(Collected data)
↓
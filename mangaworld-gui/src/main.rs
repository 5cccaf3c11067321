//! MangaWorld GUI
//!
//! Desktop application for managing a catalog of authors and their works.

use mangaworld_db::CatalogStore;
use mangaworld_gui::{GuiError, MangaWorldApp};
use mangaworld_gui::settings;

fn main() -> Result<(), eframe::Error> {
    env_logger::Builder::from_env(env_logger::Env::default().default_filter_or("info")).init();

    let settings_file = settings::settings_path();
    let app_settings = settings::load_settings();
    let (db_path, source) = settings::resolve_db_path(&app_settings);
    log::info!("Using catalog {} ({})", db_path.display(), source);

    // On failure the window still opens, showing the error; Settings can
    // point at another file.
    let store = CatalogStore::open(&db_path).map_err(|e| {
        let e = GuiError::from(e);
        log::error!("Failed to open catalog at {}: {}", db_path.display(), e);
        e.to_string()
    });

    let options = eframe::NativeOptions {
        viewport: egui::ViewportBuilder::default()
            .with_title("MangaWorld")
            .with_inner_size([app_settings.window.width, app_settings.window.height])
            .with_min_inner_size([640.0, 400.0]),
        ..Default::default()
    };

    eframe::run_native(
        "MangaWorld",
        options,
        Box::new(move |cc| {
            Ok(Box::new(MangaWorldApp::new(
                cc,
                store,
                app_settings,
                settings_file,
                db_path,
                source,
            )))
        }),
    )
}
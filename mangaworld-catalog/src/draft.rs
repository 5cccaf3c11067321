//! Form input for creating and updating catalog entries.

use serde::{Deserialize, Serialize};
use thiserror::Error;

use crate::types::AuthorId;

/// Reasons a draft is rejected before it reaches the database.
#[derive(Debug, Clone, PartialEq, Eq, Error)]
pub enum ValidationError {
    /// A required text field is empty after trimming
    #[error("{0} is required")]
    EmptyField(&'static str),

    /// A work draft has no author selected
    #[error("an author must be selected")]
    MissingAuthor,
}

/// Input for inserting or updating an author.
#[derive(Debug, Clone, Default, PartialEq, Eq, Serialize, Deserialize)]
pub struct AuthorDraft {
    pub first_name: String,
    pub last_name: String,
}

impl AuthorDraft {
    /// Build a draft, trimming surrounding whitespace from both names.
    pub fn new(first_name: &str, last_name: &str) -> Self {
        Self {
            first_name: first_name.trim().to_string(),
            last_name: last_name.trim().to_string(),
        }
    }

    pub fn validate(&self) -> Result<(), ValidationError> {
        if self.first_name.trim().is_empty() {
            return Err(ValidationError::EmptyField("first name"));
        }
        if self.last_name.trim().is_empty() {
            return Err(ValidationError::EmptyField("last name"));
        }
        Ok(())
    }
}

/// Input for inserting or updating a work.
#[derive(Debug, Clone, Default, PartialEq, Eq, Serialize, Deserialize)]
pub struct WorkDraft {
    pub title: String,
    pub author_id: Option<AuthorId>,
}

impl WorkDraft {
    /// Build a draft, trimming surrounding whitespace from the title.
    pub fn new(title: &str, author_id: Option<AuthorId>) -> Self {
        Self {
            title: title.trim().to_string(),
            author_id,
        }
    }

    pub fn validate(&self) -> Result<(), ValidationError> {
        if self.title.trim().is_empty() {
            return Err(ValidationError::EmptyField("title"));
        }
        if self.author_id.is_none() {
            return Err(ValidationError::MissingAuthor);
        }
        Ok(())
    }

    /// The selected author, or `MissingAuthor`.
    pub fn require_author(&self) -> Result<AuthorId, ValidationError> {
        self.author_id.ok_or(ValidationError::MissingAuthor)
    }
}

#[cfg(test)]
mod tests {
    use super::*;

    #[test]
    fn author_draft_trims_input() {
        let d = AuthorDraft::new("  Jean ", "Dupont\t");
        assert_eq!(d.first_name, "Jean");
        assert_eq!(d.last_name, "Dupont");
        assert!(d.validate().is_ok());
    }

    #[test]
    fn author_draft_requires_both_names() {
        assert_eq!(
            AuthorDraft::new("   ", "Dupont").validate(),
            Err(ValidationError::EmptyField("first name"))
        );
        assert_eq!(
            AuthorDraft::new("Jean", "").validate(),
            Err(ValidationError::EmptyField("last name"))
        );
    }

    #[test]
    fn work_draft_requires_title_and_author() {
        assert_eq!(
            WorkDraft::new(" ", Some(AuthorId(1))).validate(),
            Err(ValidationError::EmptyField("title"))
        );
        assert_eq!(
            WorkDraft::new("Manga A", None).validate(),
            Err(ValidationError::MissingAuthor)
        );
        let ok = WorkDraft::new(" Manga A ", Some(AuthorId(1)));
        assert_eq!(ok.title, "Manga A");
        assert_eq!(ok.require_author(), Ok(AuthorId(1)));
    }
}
↑
WHAT IS BEING ASKED:
Stop at the line containing "fn main() ->". Please print exactly every line before it from the start of the records, plus that line itself, and nothing else.

WRITTEN ANSWER:
filename mangaworld-gui/src/main.rs
repository 5cccaf3c11067321
//! MangaWorld GUI
//!
//! Desktop application for managing a catalog of authors and their works.

use mangaworld_db::CatalogStore;
use mangaworld_gui::{GuiError, MangaWorldApp};
use mangaworld_gui::settings;

fn main() -> Result<(), eframe::Error> {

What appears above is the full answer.